Nightlife zwischen den romanischen Kirchen der Altstadt und des Friesenviertels ist urig-kölsch,
Szenegänger weichen in die Innen- und Südstadt aus. Der Kölner macht es sich aber auch gern mit
einem Bier gemütlich, dass er gut in seinem
Bosch Kühlschrank
kühlt.
Sehenswürdigkeiten in der Metropole
In allen Stadtvierteln boomen ausgeprägte Shoppingareale. Zudem gibt es auch Motorradhändler, die nicht nur
Suzuki Motorräder
verkaufen. Noch lieber stöbert der Kölner in kostenlosen Kleinanzeigen, um sich mit allem, was schräg
und schrill ist, zu versorgen. Aber auch süße Hunde wie
Chihuahuas
sind beliebt. Einer Stadt, die sich für ihren führenden Fußballverein seit 60 Jahren einen immer
wieder erneuerten, lebendigen Geißbock als Maskottchen leistet (zur Zeit ist es Hennes VIII.),
kann es gar nicht skurril und ausgefallen genug sein. Musikshops, Spezial-Buchläden für Kochbücher,
Kunstbände oder Cinéasten, Outlets, Secondhands und Antikes laufen gut. Im Rheinau-Hafen macht der
Trödelmarkt zwischen Hausrat, Schmuck und Computerkabel gute Geschäfte neben schicken Trendlokalen,
in der Weidengasse kauft man Orientalisches und isst persisch.Beim Einkaufen schwankt der Kölner
zwischen großzügig und pingelig. Kostenlose Kleinanzeigen sind randvoll mit Kuriosem und Nützlichen,
Wohnungsangeboten und Tauschbörsen.
Zuzügler erleben den Preisschock - besonders in den angesagten Szenevierteln Südstadt, Rheinauhafen
und Belgisches Viertel. Lindenthal, Rodenkirchen und Marienburg sind so richtig kostspielig, aber
Vororte wie Sürth, Lülsdorf, alles zwischen Köln und Bonn, angrenzende Kleinstädte wie Bergisch-Gladbach
und Brühl bieten gute Ausweichmöglichkeiten mit adäquater Infrastruktur.

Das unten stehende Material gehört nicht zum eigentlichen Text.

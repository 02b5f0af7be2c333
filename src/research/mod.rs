//! Research fan-out across every enabled source.
//!
//! Sources are queried in batches of `aggregator.concurrency`, with
//! `aggregator.batch_delay_ms` between batches. Each source client runs
//! its own fallback chain; a source whose chain fails contributes an empty
//! list and is recorded in [`ResearchReport::failed_sources`] without
//! affecting the others. Completion order does not matter: the merged list
//! is ordered by score.

pub mod types;

use std::collections::{BTreeMap, HashSet};
use std::sync::Arc;
use std::time::{Duration, Instant};

use futures_util::future::join_all;
use tracing::Instrument;
use uuid::Uuid;

use scout_search::merge::merge_ranked;
use scout_search::scoring::quality::category_weighted_quality;
use scout_search::scoring::{aggregate_quality, score_items};
use scout_search::{SearchError, SourceClient, SourceQuery};

use crate::config::AggregatorConfig;
use crate::error::Result;

pub use types::{FailedSource, ResearchReport, ResearchRequest, ResearchToggles};

/// Query every enabled source about `request.product` and merge the results.
///
/// # Errors
///
/// Returns [`SearchError::ProviderUnavailable`] when no enabled source has a
/// client and a non-zero limit. Individual source failures never fail the
/// pass.
pub async fn perform_comprehensive_research(
    clients: &[Arc<dyn SourceClient>],
    settings: &AggregatorConfig,
    request: ResearchRequest,
) -> Result<ResearchReport> {
    let run_id = Uuid::new_v4();
    let span = tracing::info_span!("research", run_id = %run_id, product = request.product.as_str());
    run(run_id, clients, settings, request).instrument(span).await
}

async fn run(
    run_id: Uuid,
    clients: &[Arc<dyn SourceClient>],
    settings: &AggregatorConfig,
    request: ResearchRequest,
) -> Result<ResearchReport> {
    let started_at = chrono::Utc::now();
    let clock = Instant::now();

    let mut seen = HashSet::new();
    let active: Vec<(Arc<dyn SourceClient>, usize)> = clients
        .iter()
        .filter(|client| request.toggles.enabled(client.source_type()))
        .filter(|client| seen.insert(client.source_type()))
        .filter_map(|client| {
            let limit = request.limits.get(client.source_type());
            (limit > 0).then(|| (Arc::clone(client), limit))
        })
        .collect();

    if active.is_empty() {
        return Err(SearchError::ProviderUnavailable(
            "no source is enabled for research".into(),
        )
        .into());
    }

    let mut query = SourceQuery::new(request.product.clone());
    query.base_url = request.base_url.clone();
    query.include_transcripts = request.toggles.include_transcripts;

    tracing::info!(sources = active.len(), "research started");

    let delay = Duration::from_millis(settings.batch_delay_ms);
    let mut outcomes = Vec::with_capacity(active.len());
    for (index, batch) in active.chunks(settings.concurrency.max(1)).enumerate() {
        if index > 0 && !delay.is_zero() {
            tokio::time::sleep(delay).await;
        }
        let fetches = batch.iter().map(|(client, limit)| {
            let query = &query;
            async move {
                let source = client.source_type();
                (source, *limit, client.fetch(query, *limit).await)
            }
        });
        outcomes.extend(join_all(fetches).await);
    }

    let mut per_source = BTreeMap::new();
    let mut providers = BTreeMap::new();
    let mut failed_sources = Vec::new();
    let mut quality_sum = 0.0;

    for (source, limit, outcome) in outcomes {
        match outcome {
            Ok(result) => {
                let mut items = result.data;
                items.truncate(limit);
                for item in &mut items {
                    item.truncate_text(request.limits.max_content_chars);
                }
                score_items(&mut items);
                quality_sum += aggregate_quality(&items, settings.quality_mode);
                tracing::debug!(
                    source = source.name(),
                    provider = result.provider_label.as_str(),
                    from_cache = result.from_cache,
                    count = items.len(),
                    "source contributed"
                );
                providers.insert(source, result.provider_label);
                per_source.insert(source, items);
            }
            Err(err) => {
                tracing::warn!(source = source.name(), code = err.code(), error = %err, "source failed");
                failed_sources.push(FailedSource {
                    source,
                    code: err.code().to_string(),
                    error: err.to_string(),
                });
                per_source.insert(source, Vec::new());
            }
        }
    }

    let attempted = per_source.len();
    let quality_score = quality_sum / attempted as f64;
    let cap = request
        .max_results
        .unwrap_or_else(|| active.iter().map(|(_, limit)| limit).sum());
    let pool: Vec<_> = per_source.values().flatten().cloned().collect();
    let items = merge_ranked(pool, settings.min_trust, Some(cap));
    let source_mix_score = category_weighted_quality(&items);
    let total_sources = per_source.values().filter(|items| !items.is_empty()).count();

    tracing::info!(
        items = items.len(),
        sources = total_sources,
        failed = failed_sources.len(),
        quality = quality_score,
        "research finished"
    );

    Ok(ResearchReport {
        run_id,
        product: request.product,
        started_at,
        duration_ms: u64::try_from(clock.elapsed().as_millis()).unwrap_or(u64::MAX),
        per_source,
        providers,
        items,
        quality_score,
        source_mix_score,
        total_sources,
        complexity_class: request.complexity_class,
        failed_sources,
        limited_by_tier: request.limited_by_tier,
        upgrade_message: request.upgrade_message,
        limits: request.limits,
    })
}

//! dev.to articles by tag.

use async_trait::async_trait;
use serde::Deserialize;

use crate::error::SearchError;
use crate::fallback::Operation;
use crate::http::{join_url, send_json};
use crate::types::{ChainResult, ItemDetail, RetrievedItem, SourceType};

use super::{SourceClient, SourceContext, SourceQuery};

#[derive(Debug, Deserialize)]
struct Article {
    title: String,
    url: String,
    #[serde(default)]
    description: String,
    positive_reactions_count: u64,
    #[serde(default)]
    published_at: Option<String>,
    #[serde(default)]
    user: Option<Author>,
}

#[derive(Debug, Deserialize)]
struct Author {
    name: String,
}

/// dev.to articles API client.
#[derive(Debug, Clone)]
pub struct DevtoClient {
    ctx: SourceContext,
}

impl DevtoClient {
    pub fn new(ctx: SourceContext) -> Self {
        Self { ctx }
    }
}

#[async_trait]
impl SourceClient for DevtoClient {
    fn source_type(&self) -> SourceType {
        SourceType::Devto
    }

    async fn fetch(
        &self,
        query: &SourceQuery,
        limit: usize,
    ) -> Result<ChainResult<Vec<RetrievedItem>>, SearchError> {
        let Some(tag) = tag_for(&query.product) else {
            return Err(SearchError::ProviderUnavailable(format!(
                "devto: no usable tag in {:?}",
                query.product
            )));
        };
        let http = self.ctx.http.clone();
        let base = self.ctx.config.endpoints.devto.clone();
        let operations = vec![Operation::new("devto:tag", move || {
            let http = http.clone();
            let base = base.clone();
            let tag = tag.clone();
            async move { articles_by_tag(&http, &base, &tag, limit).await }
        })];
        self.ctx.run(SourceType::Devto, query, limit, &operations).await
    }
}

/// Fetch the most-reacted articles of the past year for `tag`.
pub async fn articles_by_tag(
    http: &reqwest::Client,
    base: &str,
    tag: &str,
    limit: usize,
) -> Result<Vec<RetrievedItem>, SearchError> {
    tracing::trace!(tag, "devto articles");
    let per_page = limit.clamp(1, 1000).to_string();
    let request = http
        .get(join_url(base, "/api/articles"))
        .query(&[("tag", tag), ("per_page", per_page.as_str()), ("top", "365")]);
    let articles: Vec<Article> = send_json(request, "devto").await?;
    Ok(articles
        .into_iter()
        .map(|a| {
            RetrievedItem::new(SourceType::Devto, a.title, a.url, a.description).with_detail(
                ItemDetail::Article {
                    reactions: a.positive_reactions_count,
                    author: a.user.map(|u| u.name),
                    published_at: a.published_at,
                },
            )
        })
        .collect())
}

/// dev.to tags are lowercase alphanumerics.
fn tag_for(product: &str) -> Option<String> {
    let tag: String = product
        .chars()
        .filter(char::is_ascii_alphanumeric)
        .map(|c| c.to_ascii_lowercase())
        .collect();
    (!tag.is_empty()).then_some(tag)
}

#[cfg(test)]
mod tests {
    use super::*;

    #[test]
    fn tag_strips_punctuation() {
        assert_eq!(tag_for("Next.js").as_deref(), Some("nextjs"));
        assert_eq!(tag_for("Stripe Connect").as_deref(), Some("stripeconnect"));
        assert_eq!(tag_for("C++"), Some("c".to_string()));
        assert_eq!(tag_for("!!"), None);
    }

    #[test]
    fn article_requires_reactions_field() {
        let parsed = serde_json::from_str::<Vec<Article>>(r#"[{"title": "t", "url": "u"}]"#);
        assert!(parsed.is_err());
    }
}
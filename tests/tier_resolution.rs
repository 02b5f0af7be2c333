//! Complexity estimation and plan clamping through the public API.

#![allow(clippy::unwrap_used, clippy::expect_used)]

use rand::rngs::StdRng;
use rand::{Rng, SeedableRng};

use scout::scout_search::SourceType;
use scout::tier::{
    ComplexityClass, Plan, PopularitySignal, SourceLimits, TierCeilings, enforce_tier_limits,
    estimate_complexity, resolve_limits,
};

const PLANS: [Plan; 4] = [Plan::Free, Plan::Starter, Plan::Pro, Plan::Enterprise];

#[test]
fn page_count_drives_complexity() {
    assert_eq!(estimate_complexity(Some(60), None), ComplexityClass::Large);
    assert_eq!(estimate_complexity(Some(15), None), ComplexityClass::Medium);
    assert_eq!(estimate_complexity(Some(5), None), ComplexityClass::Small);
}

#[test]
fn popularity_lifts_small_products() {
    let popular = PopularitySignal {
        github_stars: Some(80_000),
        ..Default::default()
    };
    assert_eq!(estimate_complexity(Some(5), Some(&popular)), ComplexityClass::Large);
}

#[test]
fn free_plan_clamps_a_large_request() {
    let mut desired = SourceLimits::uniform(5, 2_000);
    desired.youtube = 20;

    let resolution = enforce_tier_limits(Plan::Free, &desired);

    assert_eq!(resolution.enforced.youtube, 5);
    assert!(resolution.limited_by_tier);
    assert_eq!(resolution.constrained, vec!["youtube".to_string()]);
    let message = resolution.upgrade_message.expect("message");
    assert!(message.contains("starter"));
    assert!(message.contains("youtube"));
}

#[test]
fn requests_within_the_ceiling_pass_unchanged() {
    let desired = SourceLimits::uniform(3, 1_000);
    for plan in PLANS {
        let resolution = enforce_tier_limits(plan, &desired);
        assert_eq!(resolution.enforced, desired, "{plan}");
        assert!(!resolution.limited_by_tier);
        assert!(resolution.upgrade_message.is_none());
    }
}

#[test]
fn enforced_never_exceeds_desired_or_ceiling() {
    let ceilings = TierCeilings::default();
    let mut rng = StdRng::seed_from_u64(0x5c07);

    for _ in 0..200 {
        let mut desired = SourceLimits::uniform(0, rng.gen_range(0..20_000));
        for source in SourceType::all() {
            *desired.get_mut(*source) = rng.gen_range(0..150);
        }
        let plan = PLANS[rng.gen_range(0..PLANS.len())];
        let ceiling = ceilings.ceiling(plan);

        let resolution = enforce_tier_limits(plan, &desired);

        for ((name, enforced), ((_, wanted), (_, cap))) in resolution
            .enforced
            .fields()
            .into_iter()
            .zip(desired.fields().into_iter().zip(ceiling.fields()))
        {
            assert_eq!(enforced, wanted.min(cap), "{plan} {name}");
        }
        let clamped = desired.fields().iter().zip(ceiling.fields()).any(|((_, w), (_, c))| w > &c);
        assert_eq!(resolution.limited_by_tier, clamped);
        assert_eq!(resolution.upgrade_message.is_some(), clamped);
    }
}

#[test]
fn higher_plans_never_allow_less() {
    for class_pages in [Some(3), Some(20), Some(120), None] {
        let mut previous: Option<SourceLimits> = None;
        for plan in PLANS {
            let enforced = *resolve_limits(plan, class_pages, None).enforced();
            if let Some(previous) = previous {
                for ((name, lower), (_, higher)) in previous.fields().into_iter().zip(enforced.fields()) {
                    assert!(lower <= higher, "{plan} {name}");
                }
            }
            previous = Some(enforced);
        }
    }
}

#[test]
fn enterprise_large_request_is_not_limited() {
    let resolved = resolve_limits(Plan::Enterprise, Some(500), None);
    assert_eq!(resolved.complexity, ComplexityClass::Large);
    assert!(!resolved.resolution.limited_by_tier);
    assert_eq!(resolved.enforced(), &resolved.desired);
}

Das Highlight ist eine Dampferfahrt auf dem nächtlichen Rhein, bei der die illuminierte Stadtsilhouette
vorüberzieht. Es lohnt sich diese Exkursion zu filmen und das Ganze Erlebnis dann auf dem
PC oder
Fernseher
anzuschauen. - "Also dann .. in diesem Sinne, ne .. iss klar .. weiß Bescheid, Tschööö!"